La grande foule est attendue à la manifestation anti-Sabam organisée ce samedi soir au Heysel.

Ce samedi sera mouvementé du côté du plateau du Heysel, où près de 17.000 personnes s’apprêtent à déferler dans l’avenue du Gros Tilleul, à deux pas de l’Atomium. La raison : une street rave est organisée contre le fonctionnement de la Sabam, la société des auteurs belges, principale référence en matière de droits d’auteurs sur les œuvres musicales.

Des gens de tous horizons danseront dans les rues pour exprimer leur mécontentement par rapport aux pratiques jugées "injustes" et souvent "absurdes" de l’association. Plusieurs fanfares, installations sonores et musiciens déguisés en inspecteurs de droits d’auteur défileront ce samedi à 14h.

"Nous avons uni nos forces avec une vingtaine d’associations pour que le fonctionnement de la Sabam soit repensé", explique Jean Devos (nom d’emprunt), organisateur de l’événement.

Concrètement , le rôle de la Sabam est de vérifier que chaque artiste inscrit dans ses registres reçoit son dû lorsque l’œuvre est utilisée. Elle analyse donc les affiches de soirées, concerts et les programmes de radios afin de répertorier toutes les utilisations de morceaux protégés.

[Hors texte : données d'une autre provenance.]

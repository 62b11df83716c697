//! Fixed-capacity-until-resized contiguous storage.
//!
//! [`Buffer`] owns exactly one block of `size()` initialized elements.
//! Unlike `Vec`, it has no spare capacity: growing is an explicit
//! [`resize`](Buffer::resize) or a one-slot [`insert`](Buffer::insert).
//!
//! # Examples
//!
//! ```rust
//! use seqkit::storage::Buffer;
//!
//! let mut buffer: Buffer<i32> = Buffer::new(3);
//! buffer.set(0, 10).unwrap();
//! buffer.set(1, 20).unwrap();
//! buffer.set(2, 30).unwrap();
//! assert_eq!(buffer.get(1), Ok(&20));
//!
//! buffer.resize(5);
//! assert_eq!(buffer.size(), 5);
//! assert_eq!(buffer.as_slice(), &[10, 20, 30, 0, 0]);
//! ```

use std::fmt;

use crate::error::IndexOutOfRange;

/// A contiguous block of elements with an explicit size.
///
/// # Time Complexity
///
/// | Operation | Complexity |
/// |-----------|------------|
/// | `get`     | O(1)       |
/// | `set`     | O(1)       |
/// | `size`    | O(1)       |
/// | `resize`  | O(n)       |
/// | `insert`  | O(n)       |
/// | `clone`   | O(n)       |
#[derive(Clone, PartialEq, Eq, Hash)]
pub struct Buffer<T> {
    storage: Box<[T]>,
}

impl<T> Buffer<T> {
    /// Creates an empty buffer.
    #[inline]
    #[must_use]
    pub fn empty() -> Self {
        Self {
            storage: Box::default(),
        }
    }

    /// Returns a reference to the element at `index`.
    ///
    /// # Errors
    ///
    /// Returns [`IndexOutOfRange`] when `index >= self.size()`.
    #[inline]
    pub fn get(&self, index: usize) -> Result<&T, IndexOutOfRange> {
        self.storage
            .get(index)
            .ok_or_else(|| IndexOutOfRange::reported(index, self.storage.len()))
    }

    /// Overwrites the element at `index`.
    ///
    /// # Errors
    ///
    /// Returns [`IndexOutOfRange`] when `index >= self.size()`; the buffer is
    /// left unchanged.
    pub fn set(&mut self, index: usize, element: T) -> Result<(), IndexOutOfRange> {
        let size = self.storage.len();
        let slot = self
            .storage
            .get_mut(index)
            .ok_or_else(|| IndexOutOfRange::reported(index, size))?;
        *slot = element;
        Ok(())
    }

    /// Returns the number of slots in the buffer.
    #[inline]
    #[must_use]
    pub fn size(&self) -> usize {
        self.storage.len()
    }

    /// Returns `true` if the buffer has no slots.
    #[inline]
    #[must_use]
    pub fn is_empty(&self) -> bool {
        self.storage.is_empty()
    }

    /// Returns the elements as a slice, in index order.
    #[inline]
    #[must_use]
    pub fn as_slice(&self) -> &[T] {
        &self.storage
    }

    /// Inserts `element` at `index`, growing the buffer by exactly one slot.
    ///
    /// Elements at `index` and after shift one position to the right.
    ///
    /// # Errors
    ///
    /// Returns [`IndexOutOfRange`] when `index > self.size()`.
    ///
    /// # Examples
    ///
    /// ```rust
    /// use seqkit::storage::Buffer;
    ///
    /// let mut buffer = Buffer::from_slice(&[5, 10]);
    /// buffer.insert(1, 7).unwrap();
    /// assert_eq!(buffer.as_slice(), &[5, 7, 10]);
    /// assert!(buffer.insert(4, 0).is_err());
    /// ```
    pub fn insert(&mut self, index: usize, element: T) -> Result<(), IndexOutOfRange> {
        let size = self.storage.len();
        if index > size {
            return Err(IndexOutOfRange::reported(index, size));
        }
        self.grow_at(index, element);
        Ok(())
    }

    /// Grows the block by one slot at `index`, which must be `<= size()`.
    pub(crate) fn grow_at(&mut self, index: usize, element: T) {
        let size = self.storage.len();
        tracing::trace!(old_size = size, new_size = size + 1, index, "buffer insert");

        let mut elements = std::mem::take(&mut self.storage).into_vec();
        elements.insert(index, element);
        self.storage = elements.into_boxed_slice();
    }
}

impl<T: Default> Buffer<T> {
    /// Creates a buffer of `size` default-valued slots. `size` may be 0.
    ///
    /// # Examples
    ///
    /// ```rust
    /// use seqkit::storage::Buffer;
    ///
    /// let buffer: Buffer<i32> = Buffer::new(3);
    /// assert_eq!(buffer.as_slice(), &[0, 0, 0]);
    /// ```
    #[must_use]
    pub fn new(size: usize) -> Self {
        Self {
            storage: std::iter::repeat_with(T::default).take(size).collect(),
        }
    }

    /// Resizes the buffer to `new_size` slots.
    ///
    /// The first `min(size, new_size)` elements keep their indices. Shrinking
    /// drops the tail; growing fills the new slots with `T::default()`.
    ///
    /// # Complexity
    ///
    /// O(`new_size`)
    pub fn resize(&mut self, new_size: usize) {
        let old_size = self.storage.len();
        tracing::trace!(old_size, new_size, "buffer resize");

        let mut elements = std::mem::take(&mut self.storage).into_vec();
        elements.resize_with(new_size, T::default);
        self.storage = elements.into_boxed_slice();
    }
}

impl<T: Clone> Buffer<T> {
    /// Creates a buffer holding a copy of every element of `items`.
    ///
    /// # Examples
    ///
    /// ```rust
    /// use seqkit::storage::Buffer;
    ///
    /// let source = [1, 2, 3, 4];
    /// let buffer = Buffer::from_slice(&source[..2]);
    /// assert_eq!(buffer.size(), 2);
    /// assert_eq!(buffer.get(1), Ok(&2));
    /// ```
    #[must_use]
    pub fn from_slice(items: &[T]) -> Self {
        Self {
            storage: items.into(),
        }
    }
}

// =============================================================================
// Standard Trait Implementations
// =============================================================================

impl<T> Default for Buffer<T> {
    #[inline]
    fn default() -> Self {
        Self::empty()
    }
}

impl<T> From<Vec<T>> for Buffer<T> {
    fn from(elements: Vec<T>) -> Self {
        Self {
            storage: elements.into_boxed_slice(),
        }
    }
}

impl<T: fmt::Debug> fmt::Debug for Buffer<T> {
    fn fmt(&self, formatter: &mut fmt::Formatter<'_>) -> fmt::Result {
        formatter.debug_list().entries(self.storage.iter()).finish()
    }
}

impl<T: fmt::Display> fmt::Display for Buffer<T> {
    fn fmt(&self, formatter: &mut fmt::Formatter<'_>) -> fmt::Result {
        write!(formatter, "[")?;
        for (position, element) in self.storage.iter().enumerate() {
            if position > 0 {
                write!(formatter, ", ")?;
            }
            write!(formatter, "{element}")?;
        }
        write!(formatter, "]")
    }
}

// =============================================================================
// Tests
// =============================================================================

"Il y a plusieurs exemples absurdes. Chaque année, les crèches doivent payer la Sabam car les bébés écoutent aussi la radio ! Ou une station de radio bruxelloise ne peut plus diffuser sa propre antenne dans sa propre cuisine car, même pour cela, il y a des droits à payer !", s’insurge Jean Devos qui déplore la volonté de la Sabam d’amasser toujours plus d’argent sur le dos des petits artistes, alors que son objectif principal est normalement de les protéger.

Jimmy, DJ bruxellois, fustige également le mode de fonctionnement de l’organisation : "Les artistes qui perçoivent le plus d’argent sont ceux diffusés à la radio à longueur de journée. La redistribution d’argent de la Sabam n’est pas équitable, et empêche les jeunes talents de s’exprimer", déplore Jimmy, qui se rendra à la street rave samedi.

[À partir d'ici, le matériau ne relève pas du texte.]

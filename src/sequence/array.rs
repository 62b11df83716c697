//! Array-backed sequence.

use std::fmt;

use super::Sequence;
use crate::error::IndexOutOfRange;
use crate::storage::Buffer;

/// A [`Sequence`] that owns a [`Buffer`].
///
/// The buffer is kept exactly as long as the sequence: every mutable edit
/// grows it by one slot. With no spare capacity, each `append_mut`
/// reallocates, so appends are O(n) rather than amortized O(1).
///
/// # Time Complexity
///
/// | Operation       | Complexity |
/// |-----------------|------------|
/// | `get`           | O(1)       |
/// | `first`/`last`  | O(1)       |
/// | `append_mut`    | O(n)       |
/// | `prepend_mut`   | O(n)       |
/// | `insert_at_mut` | O(n)       |
/// | persistent ops  | O(n)       |
///
/// # Examples
///
/// ```rust
/// use seqkit::sequence::{ArraySequence, Sequence};
///
/// let sequence = ArraySequence::from_slice(&[5, 7, 10]);
/// let extended = sequence.append(20);
/// assert_eq!(extended.len(), 4);
/// assert_eq!(extended.last(), Ok(&20));
/// assert_eq!(sequence.len(), 3);
/// ```
#[derive(Clone, PartialEq, Eq, Hash)]
pub struct ArraySequence<T> {
    buffer: Buffer<T>,
}

impl<T> ArraySequence<T> {
    /// Creates an empty sequence.
    #[inline]
    #[must_use]
    pub fn new() -> Self {
        Self {
            buffer: Buffer::empty(),
        }
    }

    /// Returns the backing buffer.
    #[inline]
    #[must_use]
    pub const fn buffer(&self) -> &Buffer<T> {
        &self.buffer
    }

    /// Consumes the sequence and returns its backing buffer.
    #[inline]
    #[must_use]
    pub fn into_buffer(self) -> Buffer<T> {
        self.buffer
    }
}

impl<T: Clone> ArraySequence<T> {
    /// Creates a sequence holding a copy of every element of `items`.
    #[must_use]
    pub fn from_slice(items: &[T]) -> Self {
        Self {
            buffer: Buffer::from_slice(items),
        }
    }
}

impl<T> Default for ArraySequence<T> {
    #[inline]
    fn default() -> Self {
        Self::new()
    }
}

impl<T> From<Buffer<T>> for ArraySequence<T> {
    fn from(buffer: Buffer<T>) -> Self {
        Self { buffer }
    }
}

impl<T: Clone> Sequence<T> for ArraySequence<T> {
    #[inline]
    fn get(&self, index: usize) -> Result<&T, IndexOutOfRange> {
        self.buffer.get(index)
    }

    #[inline]
    fn len(&self) -> usize {
        self.buffer.size()
    }

    fn append_mut(&mut self, element: T) {
        let end = self.buffer.size();
        self.buffer.grow_at(end, element);
    }

    fn prepend_mut(&mut self, element: T) {
        self.buffer.grow_at(0, element);
    }

    fn insert_at_mut(&mut self, element: T, index: usize) -> Result<(), IndexOutOfRange> {
        self.buffer.insert(index, element)
    }

    /// Builds the result in a single block sized `self.len() + other.len()`.
    fn concat<S>(&self, other: &S) -> Result<Self, IndexOutOfRange>
    where
        S: Sequence<T> + ?Sized,
    {
        tracing::trace!(
            length = self.len(),
            other_length = other.len(),
            "persistent concat"
        );
        let mut elements = Vec::with_capacity(self.len() + other.len());
        elements.extend_from_slice(self.buffer.as_slice());
        for index in 0..other.len() {
            elements.push(other.get(index)?.clone());
        }
        Ok(Self::from(Buffer::from(elements)))
    }
}

impl<T: fmt::Debug> fmt::Debug for ArraySequence<T> {
    fn fmt(&self, formatter: &mut fmt::Formatter<'_>) -> fmt::Result {
        formatter
            .debug_tuple("ArraySequence")
            .field(&self.buffer)
            .finish()
    }
}

impl<T: fmt::Display> fmt::Display for ArraySequence<T> {
    fn fmt(&self, formatter: &mut fmt::Formatter<'_>) -> fmt::Result {
        write!(formatter, "{}", self.buffer)
    }
}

Pour les petits artistes, l’inscription à la Sabam est coûteuse et, en fin de compte, rapporte moins qu’elle ne coûte. "C’est comme si un citoyen pauvre devait payer un impôt minimum qui était supérieur au versement reçu par le CPAS", déplore Jean Devos.

Selon les organisateurs de l’événement, la logique très commerciale de la Sabam va à l’encontre de celle du monde socio-culturel. "Nous demandons un débat ouvert avec la Sabam pour mettre un terme au dépouillement des petits artistes et des initiatives non-commerciales, ainsi qu’un débat sur la transparence dans l’organisation", conclut Jean Devos.